▶ MATERIAL FOR THE TASK:
----------
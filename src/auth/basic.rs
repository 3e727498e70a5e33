//! HTTP Basic authorization.

use std::fmt;

use base64::prelude::*;

use crate::auth::Authorization;

/// Basic authorization: the credentials are `base64("username:password")`
/// using the standard padded alphabet.
///
/// The password is redacted from `Debug` output.
///
/// # Example
///
/// ```rust
/// use snorlax::{Authorization, BasicAuth};
///
/// let auth = BasicAuth::new("ash", "pikachu");
/// assert_eq!(auth.credentials(), "YXNoOnBpa2FjaHU=");
/// assert_eq!(auth.auth_type(), "Basic");
/// ```
#[derive(Clone, PartialEq, Eq)]
pub struct BasicAuth {
    username: String,
    password: String,
}

impl BasicAuth {
    /// Creates Basic credentials.
    #[must_use]
    pub fn new(username: impl Into<String>, password: impl Into<String>) -> Self {
        Self {
            username: username.into(),
            password: password.into(),
        }
    }

    /// Returns the username.
    #[must_use]
    pub fn username(&self) -> &str {
        &self.username
    }
}

impl Authorization for BasicAuth {
    fn credentials(&self) -> String {
        BASE64_STANDARD.encode(format!("{}:{}", self.username, self.password))
    }

    fn auth_type(&self) -> &str {
        "Basic"
    }
}

impl fmt::Debug for BasicAuth {
    fn fmt(&self, f: &mut fmt::Formatter<'_>) -> fmt::Result {
        f.debug_struct("BasicAuth")
            .field("username", &self.username)
            .field("password", &"*****")
            .finish()
    }
}

#[cfg(test)]
mod tests {
    use super::*;

    #[test]
    fn test_credentials_are_base64_of_user_colon_password() {
        let auth = BasicAuth::new("user", "password");
        assert_eq!(auth.credentials(), "dXNlcjpwYXNzd29yZA==");
        assert_eq!(auth.header_value(), "Basic dXNlcjpwYXNzd29yZA==");
    }

    #[test]
    fn test_empty_password_keeps_separator() {
        let auth = BasicAuth::new("user", "");
        assert_eq!(BASE64_STANDARD.decode(auth.credentials()).unwrap(), b"user:");
    }

    #[test]
    fn test_non_ascii_credentials_are_utf8_encoded() {
        let auth = BasicAuth::new("sacha", "pokémon");
        let decoded = BASE64_STANDARD.decode(auth.credentials()).unwrap();
        assert_eq!(String::from_utf8(decoded).unwrap(), "sacha:pokémon");
    }

    #[test]
    fn test_debug_redacts_password() {
        let debug = format!("{:?}", BasicAuth::new("user", "hunter2"));
        assert!(debug.contains("user"));
        assert!(!debug.contains("hunter2"));
    }
}
//! Read shorthands available on every resource.
//!
//! These bypass the action table: [`Resource::all`] sends `GET <base_uri>`
//! and [`Resource::get`] sends `GET <base_uri>/<id>`. Query parameters and
//! headers are only attached when non-empty. The raw response is stored in
//! [`Resource::last_response`] and decoded the same way as an action
//! response; the after hook is not applied.

use std::collections::HashMap;
use std::fmt::Display;

use serde_json::Value;

use crate::clients::{HttpMethod, RequestOptions};
use crate::rest::errors::ResourceError;
use crate::rest::resource::{decode_body, Resource};

impl Resource {
    /// Fetches the collection at the resource's base URI.
    ///
    /// # Errors
    ///
    /// Returns [`ResourceError::Transport`] or [`ResourceError::Decode`].
    ///
    /// # Example
    ///
    /// ```rust,ignore
    /// let mut query = HashMap::new();
    /// query.insert("limit".to_string(), "20".to_string());
    ///
    /// let pokemons = client.resource("pokemons")?.all(query, HashMap::new()).await?;
    /// ```
    #[allow(clippy::implicit_hasher)]
    pub async fn all(
        &self,
        query: HashMap<String, String>,
        headers: HashMap<String, String>,
    ) -> Result<Value, ResourceError> {
        self.fetch("all", self.base_uri().to_string(), query, headers)
            .await
    }

    /// Fetches a single item at `<base_uri>/<id>`.
    ///
    /// # Errors
    ///
    /// Returns [`ResourceError::Transport`] or [`ResourceError::Decode`].
    #[allow(clippy::implicit_hasher)]
    pub async fn get(
        &self,
        id: impl Display + Send,
        query: HashMap<String, String>,
        headers: HashMap<String, String>,
    ) -> Result<Value, ResourceError> {
        let uri = format!("{}/{id}", self.base_uri());
        self.fetch("get", uri, query, headers).await
    }

    async fn fetch(
        &self,
        label: &str,
        uri: String,
        query: HashMap<String, String>,
        headers: HashMap<String, String>,
    ) -> Result<Value, ResourceError> {
        let mut options = RequestOptions::new();
        if !query.is_empty() {
            options = options.query(query);
        }
        if !headers.is_empty() {
            options = options.headers(headers);
        }

        tracing::debug!(resource = %self.name(), %uri, "Sending GET shorthand");

        let response = self
            .transport()
            .request(HttpMethod::Get, &uri, options)
            .await?;

        let decoded = decode_body(label, &response);
        self.record_response(response);
        decoded
    }
}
----------
▶ INSTRUCTIONS FOR THE TASK: Return a copy of every line in the records that includes the string "sacha".

▶ RESULT BELOW:
        let auth = BasicAuth::new("sacha", "pokémon");
        assert_eq!(String::from_utf8(decoded).unwrap(), "sacha:pokémon");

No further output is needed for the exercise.